PERCHE’ A NESSUNO PIACE LA MEDAGLIA D’ARGENTO

 da HARVARD BUSINESS REVIEW

Il dott. Ferrari e l’avv.  Russo devono partire per un importante viaggio d’affari. Entrambi si devono recare allo stesso aeroporto perché devono prendere due diversi voli in partenza dallo stesso scalo allo stesso orario. Entrambi prendono un taxi e si ritrovano imbottigliati in un blocco del traffico imprevisto. Entrambi arrivano in aeroporto nello stesso momento, con trenta minuti di ritardo. A Ferrari viene comunicato che il suo volo è partito in orario, mentre a Russo che il suo volo è partito con 25 minuti di ritardo.

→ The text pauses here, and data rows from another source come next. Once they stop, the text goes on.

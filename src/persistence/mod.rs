//! Persistence module for session history
//!
//! The session store is the shared history every detector reads. Rows are
//! append-only: a session is only ever mutated to bump its activity
//! timestamp or to close it, never deleted by this engine.

pub mod sqlite_store;

pub use sqlite_store::SqliteSessionStore;

use crate::models::SessionRecord;
use thiserror::Error;

/// Errors that can occur during persistence operations
#[derive(Error, Debug)]
pub enum StoreError {
    #[error("Database error: {0}")]
    Database(#[from] rusqlite::Error),

    #[error("IO error: {0}")]
    Io(#[from] std::io::Error),

    #[error("Invalid data in database: {0}")]
    InvalidData(String),
}

/// Trait for session history backends
///
/// Implementations must serialize writes for the same user; the SQLite
/// backend does this with a connection-level lock. Detectors only use the
/// read side and degrade to "not anomalous" when a query fails.
pub trait SessionStore: Send + Sync {
    /// Insert a new session row, returning its id
    fn insert_session(&self, record: &SessionRecord) -> Result<i64, StoreError>;

    /// Most recent session whose coordinates differ from the given point
    ///
    /// Returns `(login_time, latitude, longitude)`. Sessions without
    /// coordinates are skipped.
    fn last_location_change(
        &self,
        user_id: &str,
        latitude: f64,
        longitude: f64,
    ) -> Result<Option<(i64, f64, f64)>, StoreError>;

    /// Whether any session for the user carries this device fingerprint
    fn device_seen(&self, user_id: &str, fingerprint: &str) -> Result<bool, StoreError>;

    /// Count logins for (user, ip) with login_time >= since
    fn count_logins_since(&self, user_id: &str, ip: &str, since: i64) -> Result<u32, StoreError>;

    /// Count currently-active sessions for the user
    fn count_active_sessions(&self, user_id: &str) -> Result<u32, StoreError>;

    /// Close active sessions, stamping the logout time
    ///
    /// When `token_hash` is given only the matching session is closed,
    /// otherwise every active session for the user. Returns the number of
    /// rows changed; already-inactive sessions are untouched, which makes
    /// repeated logout calls no-ops.
    fn close_sessions(
        &self,
        user_id: &str,
        token_hash: Option<&str>,
        logout_time: i64,
    ) -> Result<usize, StoreError>;

    /// Bump last_activity on the most recent active session matching the IP
    ///
    /// Returns false when no such session exists.
    fn touch_activity(&self, user_id: &str, ip: &str, now: i64) -> Result<bool, StoreError>;

    /// Most recent sessions for a user, newest first
    fn recent_sessions(&self, user_id: &str, limit: usize) -> Result<Vec<SessionRecord>, StoreError>;
}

Entrambi hanno perso l’aereo, ma Russo è molto più contrariato di Ferrari. Egli è vittima dello stesso meccanismo psicologico che è stato notato confrontando lo stato d’animo di chi arriva secondo rispetto a chi arriva terzo ad una gara. Chi ha vinto la medaglia d’argento, in genere, è molto più triste di chi ha ottenuto la medaglia di bronzo, perché tende a confrontarsi con chi è arrivato primo. Chi è arrivato terzo, invece, si confronta più facilmente con chi non ha ottenuto alcuna medaglia. Il secondo arrivato è vittima del pensiero controfattuale, che consiste nell’immaginare scenari o situazioni alternative che sarebbero potuti accadere, ma non sono accaduti.

Con questo processo ripercorriamo ciò che è stato e lo ricostruiamo per come avrebbe potuto essere se solo noi avessimo operato scelte differenti. Ogni più piccola nostra scelta può aver determinato un risultato che è solo stato sfiorato, ma non raggiunto. Questa modalità di pensiero è spesso accompagnata da quella sorta di rincrescimento, amarezza e disappunto che sentiamo ogniqualvolta ci accorgiamo che avremmo potuto ottenere un miglior risultato se avessimo agito diversamente. Ciò che rende più intensa la reazione emotiva è la facilità con cui le varie possibilità alternative riescono ad essere immaginate da parte dell’individuo. Se solo il tassista avesse accelerato un poco di più, se solo fosse passato con il giallo a quel semaforo invece che fermarsi e così via. Il pensiero controfattuale va ad influenzare il nostro comportamento quotidiano, le nostre relazioni e la percezione che abbiamo delle scelte altrui.

L’esempio che ho citato come incipit di questo articolo è quello usato dal Premio Nobel Daniel Kahneman e da Amos Tversky per introdurre il pensiero controfattuale. Questo non solo determina a posteriori la percezione delle scelte operate, ma agisce anche nel momento in cui dobbiamo prendere una decisione, perché siamo portati ad immaginare come ci sentiremmo se scoprissimo che avremmo fatto meglio a scegliere un’alternativa diversa. Il pensiero controfattuale, tramite la sua anticipazione, agisce quindi anche nella fase di valutazione delle alternative, diventando determinante sulla nostra capacità di scelta. Max Bazerman e Deepak Malhotra della Harvard Business School avevano analizzato lo stato d’animo dei secondi e terzi arrivati già nelle Olimpiadi del 1992. Oggi questi studi tornano all’attenzione degli studiosi di gestione delle risorse umane perché lo skill shortage impone che non si buttino via i talenti individuati nei processi di recruiting e selezione.

Facciamo il caso di due candidati arrivati in finale in un processo di selezione. Probabilmente si equivalgono, entrambi sarebbero ottimi per la posizione vacante. Uno dei due, però, è semplicemente apparso un po’ più smart al colloquio finale e, dovendo fare una scelta, vince quest’ultimo. Il candidato prescelto, dopo aver dato le dimissioni dalla sua azienda, ci ripensa e accetta il rilancio dell’azienda di appartenenza. Per l’azienda che lo voleva assumere sarebbe senza alcun dubbio utile ed economico assumere il secondo arrivato. Come ogni head hunter vi potrà dire, questo non accade quasi mai. Nella grande maggioranza dei casi, la selezione è da rifare. Il secondo arrivato ha vissuto la sconfitta come un rifiuto e ha “usato” il pensiero controfattuale per giustificare la sconfitta. Come nella favola di Fedro della volpe e l’uva, l’occasione non gli appare più così interessante. Analogo ragionamento vale anche per l’azienda, che tende a non considerare più il “silver medalist”, anche se era arrivato secondo solo per una sfumatura. E così si riparte da zero. Un vero peccato.